[DATA LISTING — start]

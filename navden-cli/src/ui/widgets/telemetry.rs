//! Live telemetry panel.
//!
//! Shows the latest navigation state with error and confidence sparklines.
//! [`TelemetryHistory`] follows the session trajectory so each sample is
//! pushed into the sparklines exactly once.

use ratatui::{
    buffer::Buffer,
    layout::Rect,
    style::{Color, Modifier, Style},
    text::{Line, Span},
    widgets::{Paragraph, Widget},
};

use navden::model::NavigationMode;
use navden::session::{ConnectionStatus, DashboardSession};

use super::primitives::format::format_meters;
use super::primitives::{format::format_percent, SparklineHistory};

/// Sparkline width in characters.
const SPARKLINE_WIDTH: usize = 24;

/// Rolling error and confidence history.
#[derive(Debug, Clone)]
pub struct TelemetryHistory {
    error: SparklineHistory,
    confidence: SparklineHistory,
    /// Trajectory length seen at the last update.
    seen: usize,
}

impl TelemetryHistory {
    pub fn new(max_samples: usize) -> Self {
        Self {
            error: SparklineHistory::new(max_samples),
            confidence: SparklineHistory::new(max_samples),
            seen: 0,
        }
    }

    /// Push samples added to the session since the previous call.
    ///
    /// A shorter trajectory means a new run started, so history restarts.
    pub fn update(&mut self, session: &DashboardSession) {
        let trajectory = session.trajectory();
        if trajectory.len() < self.seen {
            self.error.clear();
            self.confidence.clear();
            self.seen = 0;
        }
        for point in &trajectory[self.seen..] {
            self.error.push(point.error);
            self.confidence.push(point.confidence);
        }
        self.seen = trajectory.len();
    }

    pub fn error(&self) -> &SparklineHistory {
        &self.error
    }

    pub fn confidence(&self) -> &SparklineHistory {
        &self.confidence
    }
}

/// Widget for the live telemetry panel.
pub struct TelemetryWidget<'a> {
    session: &'a DashboardSession,
    history: &'a TelemetryHistory,
}

impl<'a> TelemetryWidget<'a> {
    pub fn new(session: &'a DashboardSession, history: &'a TelemetryHistory) -> Self {
        Self { session, history }
    }

    fn label(text: &str) -> Span<'static> {
        Span::styled(format!("{:<12}", text), Style::default().fg(Color::DarkGray))
    }

    fn connection_line(&self) -> Line<'static> {
        let (indicator, text, color) = match self.session.connection() {
            ConnectionStatus::Idle => ("○", "Idle".to_string(), Color::DarkGray),
            ConnectionStatus::Connected => ("●", "Connected".to_string(), Color::Green),
            ConnectionStatus::Closed(None) => ("●", "Closed".to_string(), Color::Yellow),
            ConnectionStatus::Closed(Some(reason)) => {
                ("●", format!("Closed ({})", reason), Color::Yellow)
            }
        };
        let mut spans = vec![
            Self::label("Link:"),
            Span::styled(format!("{} ", indicator), Style::default().fg(color)),
            Span::styled(text, Style::default().fg(color)),
        ];
        if self.session.malformed_frames() > 0 {
            spans.push(Span::styled(
                format!("  {} malformed", self.session.malformed_frames()),
                Style::default().fg(Color::Red),
            ));
        }
        Line::from(spans)
    }
}

impl Widget for TelemetryWidget<'_> {
    fn render(self, area: Rect, buf: &mut Buffer) {
        let Some(state) = self.session.state() else {
            let lines = vec![
                self.connection_line(),
                Line::from(Span::styled(
                    "No data available",
                    Style::default().fg(Color::DarkGray),
                )),
            ];
            Paragraph::new(lines).render(area, buf);
            return;
        };

        let (gps_text, gps_color) = if state.gps_available {
            ("ACTIVE", Color::Green)
        } else {
            ("JAMMED", Color::Red)
        };
        let mode_color = match state.navigation_mode {
            NavigationMode::Gps => Color::Green,
            NavigationMode::Sensor => Color::Yellow,
            NavigationMode::Other(_) => Color::Cyan,
        };

        let error_color = if state.error > 5.0 {
            Color::Red
        } else if state.error > 2.0 {
            Color::Yellow
        } else {
            Color::Green
        };

        let lines = vec![
            Line::from(vec![
                Self::label("GPS:"),
                Span::styled(
                    format!("● {}", gps_text),
                    Style::default().fg(gps_color).add_modifier(Modifier::BOLD),
                ),
                Span::styled("   Mode: ", Style::default().fg(Color::DarkGray)),
                Span::styled(
                    state.navigation_mode.to_string(),
                    Style::default().fg(mode_color),
                ),
            ]),
            Line::from(vec![
                Self::label("True:"),
                Span::styled(
                    format!(
                        "({:>8.2}, {:>8.2})",
                        state.true_position.x, state.true_position.y
                    ),
                    Style::default().fg(Color::White),
                ),
            ]),
            Line::from(vec![
                Self::label("Estimated:"),
                Span::styled(
                    format!(
                        "({:>8.2}, {:>8.2})",
                        state.estimated_position.x, state.estimated_position.y
                    ),
                    Style::default().fg(Color::White),
                ),
            ]),
            Line::from(vec![
                Self::label("Error:"),
                Span::styled(
                    format!("{:>10} ", format_meters(state.error)),
                    Style::default().fg(error_color),
                ),
                Span::styled(
                    self.history.error().render(SPARKLINE_WIDTH, None),
                    Style::default().fg(Color::Red),
                ),
            ]),
            Line::from(vec![
                Self::label("Confidence:"),
                Span::styled(
                    format!("{:>10} ", format_percent(state.confidence, 1)),
                    Style::default().fg(Color::White),
                ),
                Span::styled(
                    self.history.confidence().render(SPARKLINE_WIDTH, Some(100.0)),
                    Style::default().fg(Color::Magenta),
                ),
            ]),
            Line::from(vec![
                Self::label("Speed:"),
                Span::styled(
                    format!(
                        "{:.2} m/s  heading {:.0}°",
                        state.speed(),
                        state.heading.to_degrees()
                    ),
                    Style::default().fg(Color::White),
                ),
            ]),
            self.connection_line(),
        ];

        Paragraph::new(lines).render(area, buf);
    }
}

[DATA LISTING — finish]

▶ _WHAT THIS TASK INVOLVES_:
Copy out every line of the listing that includes the string "seen".

▶ _TASK RESPONSE_:
    /// Trajectory length seen at the last update.
    seen: usize,
            seen: 0,
        if trajectory.len() < self.seen {
            self.seen = 0;
        for point in &trajectory[self.seen..] {
        self.seen = trajectory.len();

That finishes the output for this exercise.